[Task]:
The lines to copy are those with "StdRng" in them. Pull each one from the entries below.

Collected data
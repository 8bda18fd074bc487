//! Smoothstep value-noise curve.

use std::sync::Arc;

use rand::rngs::StdRng;
use rand::{Rng, SeedableRng};

use crate::CurveError;
use crate::core::{Sample, SampleExt};

/// A wiggle curve.
///
/// A wiggle is value noise over the unit interval: `freq + 2` control values
/// (`start`, `freq` random values in `[0, 1)`, `end`) are spread evenly over
/// `[0, 1]` and neighbouring values are blended with a smoothstep. The random
/// values are drawn once, at construction, so sampling is deterministic for
/// the life of the curve.
///
/// Sampling at exactly `t = 1` returns `0`, not `end`. Sampling outside
/// `[0, 1]` returns NaN.
#[derive(Debug, Clone, PartialEq)]
pub struct Wiggle {
    /// Control values, including the fixed start and end
    points: Arc<[f64]>,
}

impl Wiggle {
    /// Largest `freq` accepted by the validated constructors.
    pub const MAX_FREQ: usize = 1 << 16;

    /// Creates a new wiggle drawing from the thread-local RNG.
    ///
    /// # Arguments
    ///
    /// * `freq` - Number of random control values between `start` and `end`
    /// * `start` - Value at `t = 0`
    /// * `end` - Value approached as `t` nears `1`
    ///
    /// # Examples
    ///
    /// ```
    /// use motion_curves::{Sample, Wiggle};
    ///
    /// let wiggle = Wiggle::new(4, 0.5, 0.5);
    /// assert_eq!(wiggle.sample(0.0), 0.5);
    /// assert_eq!(wiggle.sample(1.0), 0.0);
    /// ```
    pub fn new(freq: usize, start: f64, end: f64) -> Self {
        Self::with_rng(freq, start, end, &mut rand::thread_rng())
    }

    /// Creates a new wiggle drawing its control values from `rng`.
    ///
    /// # Examples
    ///
    /// ```
    /// use motion_curves::{Sample, Wiggle};
    /// use rand::SeedableRng;
    ///
    /// let mut rng = rand::rngs::StdRng::seed_from_u64(7);
    /// let wiggle = Wiggle::with_rng(3, 0.0, 1.0, &mut rng);
    /// assert_eq!(wiggle.control_points().len(), 5);
    /// ```
    ///
    /// # Panics
    ///
    /// Panics if `freq + 2` control values cannot be allocated. Use
    /// [`Curve::try_wiggle`](crate::Curve::try_wiggle) to reject a `freq`
    /// above [`MAX_FREQ`](Self::MAX_FREQ) instead.
    pub fn with_rng<R: Rng + ?Sized>(freq: usize, start: f64, end: f64, rng: &mut R) -> Self {
        let mut points = Vec::with_capacity(freq.saturating_add(2));
        points.push(start);
        points.extend((0..freq).map(|_| rng.gen_range(0.0..1.0)));
        points.push(end);

        log::trace!("wiggle control points: {points:?}");

        Self {
            points: points.into(),
        }
    }

    /// Creates a new wiggle from a seed, for reproducible playback.
    ///
    /// Two wiggles built with the same arguments and seed sample identically.
    pub fn seeded(freq: usize, start: f64, end: f64, seed: u64) -> Self {
        Self::with_rng(freq, start, end, &mut StdRng::seed_from_u64(seed))
    }

    /// Creates a wiggle from explicit control values.
    ///
    /// The first and last values play the role of `start` and `end`.
    /// Returns an error if fewer than two values are given or any value is
    /// not finite.
    pub fn from_control_points(points: Vec<f64>) -> Result<Self, CurveError> {
        if points.len() < 2 {
            return Err(CurveError::invalid(
                "wiggle",
                "points",
                points.len() as f64,
                "at least two control points are required",
            ));
        }
        if let Some(&bad) = points.iter().find(|p| !p.is_finite()) {
            return Err(CurveError::invalid(
                "wiggle",
                "points",
                bad,
                "control points must be finite",
            ));
        }

        Ok(Self {
            points: points.into(),
        })
    }

    /// The control values, in order, including start and end.
    pub fn control_points(&self) -> &[f64] {
        &self.points
    }

    /// Number of random control values between start and end.
    pub fn freq(&self) -> usize {
        self.points.len() - 2
    }
}

impl Sample for Wiggle {
    fn sample(&self, t: f64) -> f64 {
        if t == 1.0 {
            return 0.0;
        }

        let segments = (self.points.len() - 1) as f64;
        let x = t * segments;
        let xi = x.floor();
        let xf = x - xi;
        // Also rejects NaN and infinities before the cast
        if !(xi >= 0.0 && xi < segments) {
            return f64::NAN;
        }

        let i = xi as usize;
        match (self.points.get(i), self.points.get(i + 1)) {
            (Some(&g0), Some(&g1)) => g0 + xf * xf * (3.0 - 2.0 * xf) * (g1 - g0),
            _ => f64::NAN,
        }
    }
}

impl SampleExt for Wiggle {}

[Response to this exercise]:
use rand::rngs::StdRng;
    /// let mut rng = rand::rngs::StdRng::seed_from_u64(7);
        Self::with_rng(freq, start, end, &mut StdRng::seed_from_u64(seed))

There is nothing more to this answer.